Thursday, May 4, 2023 - 10:00 to 12:00
SCHOOL OF COMPUTER SCIENCE
The School of Computer Science is pleased to present…
MSc Thesis Defense by: Yakin Patel
Date: Thursday May 04, 2023
Time: 10:00 am – 12:00 pm
Location: Essex Hall, Room 122
Reminders: 1. Two-part attendance mandatory (sign-in sheet, QR Code) 2. Arrive 5-10 minutes prior to event starting - LATECOMERS WILL NOT BE ADMITTED. Note that due to demand, if the room has reached capacity, even if you are "early" admission is not guaranteed. 3. Please be respectful of the presenter by NOT knocking on the door for admittance once the door has been closed whether the presentation has begun or not (If the room is at capacity, overflow is not permitted (ie. sitting on floors) as this is a violation of the Fire Safety code). 4. Be respectful of the decision of the advisor/host of the event if you are not given admittance. The School of Computer Science has numerous events occurring soon.

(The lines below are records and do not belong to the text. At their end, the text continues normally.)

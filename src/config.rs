//! `.swarm.yaml` project configuration.

use anyhow::{Context, Result, bail};
use serde::{Deserialize, Serialize};
use std::collections::BTreeMap;
use std::path::{Path, PathBuf};
use std::sync::Arc;
use std::time::Duration;
use tracing::{debug, warn};

use crate::compaction::{DEFAULT_RECENT_CONTEXT, DEFAULT_SUMMARY_WINDOW};
use crate::dag::StageSpec;
use crate::gates::Gate;
use crate::orchestrator::PipelineConfig;
use crate::worker::{
    ClaudeWorker, ClaudeWorkerConfig, DEFAULT_WORKER_TIMEOUT_SECS, Role, WorkerInvoker,
    WorkerRegistry,
};

pub const CONFIG_FILE: &str = ".swarm.yaml";
pub const CLAUDE_CMD_ENV: &str = "SWARM_CLAUDE_CMD";

/// Orchestrator knobs.
#[derive(Debug, Clone, PartialEq, Eq, Serialize, Deserialize)]
#[serde(default)]
pub struct OrchestratorSettings {
    pub summary_window: usize,
    pub recent_context: usize,
    pub worker_timeout_secs: u64,
    /// Run security and code review as one parallel stage.
    pub parallel_reviews: bool,
    /// Halt the pipeline when the security worker reports a blocker.
    pub require_security_pass: bool,
    pub require_tests: bool,
}

impl Default for OrchestratorSettings {
    fn default() -> Self {
        Self {
            summary_window: DEFAULT_SUMMARY_WINDOW,
            recent_context: DEFAULT_RECENT_CONTEXT,
            worker_timeout_secs: DEFAULT_WORKER_TIMEOUT_SECS,
            parallel_reviews: true,
            require_security_pass: true,
            require_tests: true,
        }
    }
}

/// Per-role overrides. Unset fields keep the role's defaults.
#[derive(Debug, Clone, PartialEq, Eq, Serialize, Deserialize)]
#[serde(default)]
pub struct AgentOverride {
    pub enabled: bool,
    pub max_turns: Option<u32>,
    pub allowed_tools: Vec<String>,
    pub system_prompt_override: Option<String>,
    pub timeout_secs: Option<u64>,
}

impl Default for AgentOverride {
    fn default() -> Self {
        Self {
            enabled: true,
            max_turns: None,
            allowed_tools: Vec::new(),
            system_prompt_override: None,
            timeout_secs: None,
        }
    }
}

/// A project-specific worker.
#[derive(Debug, Clone, PartialEq, Eq, Serialize, Deserialize)]
pub struct CustomAgent {
    pub system_prompt: String,
    #[serde(default)]
    pub allowed_tools: Vec<String>,
    #[serde(default)]
    pub max_turns: Option<u32>,
    #[serde(default)]
    pub timeout_secs: Option<u64>,
}

/// Which default-pipeline workers to leave out for one run.
#[derive(Debug, Clone, Copy, Default, PartialEq, Eq)]
pub struct PipelineOptions {
    pub skip_security: bool,
    pub skip_review: bool,
    pub skip_tests: bool,
}

#[derive(Debug, Clone, PartialEq, Serialize, Deserialize)]
#[serde(default)]
pub struct SwarmConfig {
    pub workspace_dir: PathBuf,
    pub claude_cmd: String,
    pub orchestrator: OrchestratorSettings,
    pub agents: BTreeMap<String, AgentOverride>,
    pub custom_agents: BTreeMap<String, CustomAgent>,
    /// Explicit stage list replacing the default pipeline.
    #[serde(skip_serializing_if = "Option::is_none")]
    pub pipeline: Option<Vec<StageSpec>>,
}

impl Default for SwarmConfig {
    fn default() -> Self {
        Self {
            workspace_dir: PathBuf::from(".swarm"),
            claude_cmd: "claude".to_string(),
            orchestrator: OrchestratorSettings::default(),
            agents: BTreeMap::new(),
            custom_agents: BTreeMap::new(),
            pipeline: None,
        }
    }
}

impl SwarmConfig {
    /// Load `.swarm.yaml` from `project_root`.
    ///
    /// A missing file yields defaults; an unreadable or invalid one is
    /// reported and also yields defaults. `SWARM_CLAUDE_CMD` overrides
    /// `claude_cmd` either way.
    pub fn load(project_root: &Path) -> Self {
        let path = project_root.join(CONFIG_FILE);
        let mut config = if path.exists() {
            match Self::from_file(&path) {
                Ok(config) => {
                    debug!(path = %path.display(), "Loaded configuration");
                    config
                }
                Err(e) => {
                    let error = format!("{:#}", e);
                    warn!(path = %path.display(), error = %error, "Could not load configuration, using defaults");
                    Self::default()
                }
            }
        } else {
            Self::default()
        };

        if let Ok(cmd) = std::env::var(CLAUDE_CMD_ENV) {
            if !cmd.trim().is_empty() {
                config.claude_cmd = cmd;
            }
        }
        config
    }

    pub fn from_file(path: &Path) -> Result<Self> {
        let content = std::fs::read_to_string(path)
            .with_context(|| format!("Failed to read {}", path.display()))?;
        Self::from_yaml(&content)
    }

    pub fn from_yaml(content: &str) -> Result<Self> {
        if content.trim().is_empty() {
            return Ok(Self::default());
        }
        serde_yaml::from_str(content).context("Failed to parse configuration YAML")
    }

    pub fn workspace(&self, project_root: &Path) -> PathBuf {
        project_root.join(&self.workspace_dir)
    }

    /// Directory holding session snapshots.
    pub fn state_dir(&self, project_root: &Path) -> PathBuf {
        self.workspace(project_root).join("state")
    }

    pub fn agent_enabled(&self, name: &str) -> bool {
        self.agents.get(name).is_none_or(|a| a.enabled)
    }

    pub fn timeout_for(&self, name: &str) -> Duration {
        let secs = self
            .agents
            .get(name)
            .and_then(|a| a.timeout_secs)
            .or_else(|| self.custom_agents.get(name).and_then(|c| c.timeout_secs))
            .unwrap_or(self.orchestrator.worker_timeout_secs);
        Duration::from_secs(secs)
    }

    pub fn pipeline_config(&self) -> PipelineConfig {
        PipelineConfig::default()
            .with_summary_window(self.orchestrator.summary_window)
            .with_recent_context(self.orchestrator.recent_context)
    }

    /// Claude-backed workers for every enabled role plus the custom agents.
    pub fn build_registry(&self, project_root: &Path) -> WorkerRegistry {
        let process = ClaudeWorkerConfig {
            claude_cmd: self.claude_cmd.clone(),
            project_root: project_root.to_path_buf(),
            workspace: self.workspace(project_root),
        };

        let mut registry = WorkerRegistry::new();
        for role in Role::ALL {
            let overrides = self.agents.get(role.name()).cloned().unwrap_or_default();
            if !overrides.enabled {
                continue;
            }
            let mut worker = ClaudeWorker::for_role(role, process.clone());
            if let Some(prompt) = overrides.system_prompt_override {
                worker = worker.with_system_prompt(prompt);
            }
            if !overrides.allowed_tools.is_empty() {
                worker = worker.with_allowed_tools(overrides.allowed_tools);
            }
            if let Some(turns) = overrides.max_turns {
                worker = worker.with_max_turns(turns);
            }
            registry.register(Arc::new(worker));
        }

        for (name, custom) in &self.custom_agents {
            if !self.agent_enabled(name) {
                continue;
            }
            let mut worker = ClaudeWorker::custom(name, &custom.system_prompt, process.clone());
            if !custom.allowed_tools.is_empty() {
                worker = worker.with_allowed_tools(custom.allowed_tools.clone());
            }
            if let Some(turns) = custom.max_turns {
                worker = worker.with_max_turns(turns);
            }
            registry.register(Arc::new(worker));
        }

        registry
    }

    /// Invoker over `registry` with the configured timeouts.
    pub fn build_invoker(&self, registry: WorkerRegistry) -> WorkerInvoker {
        let names: Vec<String> = registry.names().map(String::from).collect();
        let mut invoker = WorkerInvoker::new(registry)
            .with_default_timeout(Duration::from_secs(self.orchestrator.worker_timeout_secs));
        for name in names {
            let timeout = self.timeout_for(&name);
            invoker = invoker.with_worker_timeout(name, timeout);
        }
        invoker
    }

    /// The configured stage list, or the default pipeline.
    pub fn stages(&self, options: PipelineOptions) -> Vec<StageSpec> {
        match &self.pipeline {
            Some(stages) => stages.clone(),
            None => self.default_pipeline(options),
        }
    }

    /// One-stage graph running only `agent`, a built-in role or a custom agent.
    pub fn single_agent_stage(&self, agent: &str) -> Result<StageSpec> {
        let known = Role::ALL.iter().any(|r| r.name() == agent)
            || self.custom_agents.contains_key(agent);
        if !known {
            bail!("Unknown agent '{}'. Run `swarm agents` to list them", agent);
        }
        if !self.agent_enabled(agent) {
            bail!("Agent '{}' is disabled in {}", agent, CONFIG_FILE);
        }
        Ok(StageSpec::new(agent, [agent]))
    }

    /// `code` → `review` (security + reviewer) → `test`.
    ///
    /// Skipped or disabled workers are removed and empty stages are dropped.
    /// Only the security worker's blocked flag halts the pipeline. With
    /// sequential reviews each reviewer gets its own stage on the same
    /// upstream, so the reviewer still runs when security blocks.
    pub fn default_pipeline(&self, options: PipelineOptions) -> Vec<StageSpec> {
        const REVIEW_INSTRUCTIONS: &str = "Review the changes made for this task.";
        let settings = &self.orchestrator;
        let enabled = |role: Role| self.agent_enabled(role.name());
        let security_gate = || Gate::BlockedBy {
            workers: vec![Role::Security.name().to_string()],
        };

        let mut stages: Vec<StageSpec> = Vec::new();
        let mut upstream: Vec<String> = Vec::new();

        if enabled(Role::Coder) {
            stages.push(StageSpec::new("code", [Role::Coder.name()]).with_gate(Gate::Blocking));
            upstream = vec!["code".to_string()];
        }

        let mut reviewers = Vec::new();
        if !options.skip_security && enabled(Role::Security) {
            reviewers.push(Role::Security);
        }
        if !options.skip_review && enabled(Role::Reviewer) {
            reviewers.push(Role::Reviewer);
        }
        let gated = settings.require_security_pass && reviewers.contains(&Role::Security);

        if settings.parallel_reviews && !reviewers.is_empty() {
            let mut stage = StageSpec::new("review", reviewers.iter().map(|r| r.name()))
                .with_instructions(REVIEW_INSTRUCTIONS)
                .depends_on(upstream.clone());
            if gated {
                stage = stage.with_gate(security_gate());
            }
            stages.push(stage);
            upstream = vec!["review".to_string()];
        } else if !reviewers.is_empty() {
            let mut names = Vec::new();
            for role in reviewers {
                let mut stage = StageSpec::new(role.name(), [role.name()])
                    .with_instructions(REVIEW_INSTRUCTIONS)
                    .depends_on(upstream.clone());
                if gated && role == Role::Security {
                    stage = stage.with_gate(security_gate());
                }
                names.push(stage.name.clone());
                stages.push(stage);
            }
            upstream = names;
        }

        if settings.require_tests && !options.skip_tests && enabled(Role::Tester) {
            stages.push(
                StageSpec::new("test", [Role::Tester.name()])
                    .with_instructions("Write and run tests for the changes made for this task.")
                    .depends_on(upstream),
            );
        }
        stages
    }
}

const DEFAULT_CONFIG_YAML: &str = r#"# swarm configuration

workspace_dir: .swarm
claude_cmd: claude        # SWARM_CLAUDE_CMD overrides this

orchestrator:
  summary_window: 20      # results kept per session
  recent_context: 5       # results handed to each worker
  worker_timeout_secs: 300
  parallel_reviews: true  # security and code review in one parallel stage
  require_security_pass: true  # only a security blocker halts the pipeline
  require_tests: true

# Per-role overrides: enabled, max_turns, allowed_tools,
# system_prompt_override, timeout_secs
agents:
  coder:
    enabled: true
  reviewer:
    enabled: true
  security:
    enabled: true
  tester:
    enabled: true

# custom_agents:
#   aws_specialist:
#     system_prompt: "You are an AWS infrastructure specialist..."
#     allowed_tools: ["Read", "Bash"]

# Explicit pipeline replacing the default code -> review -> test:
# pipeline:
#   - name: code
#     workers: [coder]
#     gate: { type: blocking }
#   - name: review
#     workers: [security, reviewer]
#     depends_on: [code]
#     gate: { type: severity, block_on: [critical, high] }
"#;

/// Write a default `.swarm.yaml`, create the workspace directories and add the
/// workspace to an existing `.gitignore`.
pub fn init_config(project_root: &Path, force: bool) -> Result<PathBuf> {
    let path = project_root.join(CONFIG_FILE);
    if path.exists() && !force {
        bail!(
            "Configuration already exists at {} (use --force to overwrite)",
            path.display()
        );
    }
    std::fs::write(&path, DEFAULT_CONFIG_YAML)
        .with_context(|| format!("Failed to write {}", path.display()))?;

    let config = SwarmConfig::from_yaml(DEFAULT_CONFIG_YAML)?;
    let workspace = config.workspace(project_root);
    for sub in ["state", "tasks", "summaries"] {
        let dir = workspace.join(sub);
        std::fs::create_dir_all(&dir)
            .with_context(|| format!("Failed to create {}", dir.display()))?;
    }

    let gitignore = project_root.join(".gitignore");
    if gitignore.exists() {
        let content = std::fs::read_to_string(&gitignore).context("Failed to read .gitignore")?;
        let entry = format!("{}/", config.workspace_dir.display());
        if !content.lines().any(|l| l.trim() == entry) {
            let mut updated = content;
            if !updated.is_empty() && !updated.ends_with('\n') {
                updated.push('\n');
            }
            updated.push_str(&format!("\n# swarm workspace\n{}\n", entry));
            std::fs::write(&gitignore, updated).context("Failed to update .gitignore")?;
        }
    }

    Ok(path)
}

A crucial step in drug discovery is identifying drug-target interactions. Over the years, there have been many computational methods to determine whether a drug and a target will interact or not. Drug-target binding affinity can also be determined by predicting the strength of the binding interaction between the drug and the target. Drug target binding affinity consider a lot of information that is left out by drug target interaction. There have been many methods to predict the binding affinity, all the methods use SMILES representation, learning accurate drug representations is essential for tasks such as computational drug repositioning, drug target affinity, drug target interaction, and drug repurposing. There are multiple ways to represent a drug in computational methods, one of which is string-based, and one of the most widely used methods is SMILES. However, SMILES has a few limitations due to its complex grammar. Here in this paper, we change the representation to SELFIES (SELF-referencIng Embedded Strings) to determine if changing drug representation helps in improving the model. We developed a model (DTA+VAE) to predict binding affinity by using a variational auto-encoder and a pre-trained protein model.
Keywords: Drug Target Binding Affinity, SELFIES, Variational Autoencoder, Generative Adversarial Network
MSc Thesis Committee:
Internal Reader: Dr. Sherif Saad
External Reader: Dr. Majid Ahmadi
Advisor: Dr. Alioune Ngom
Chair: Dr. Fani Hossein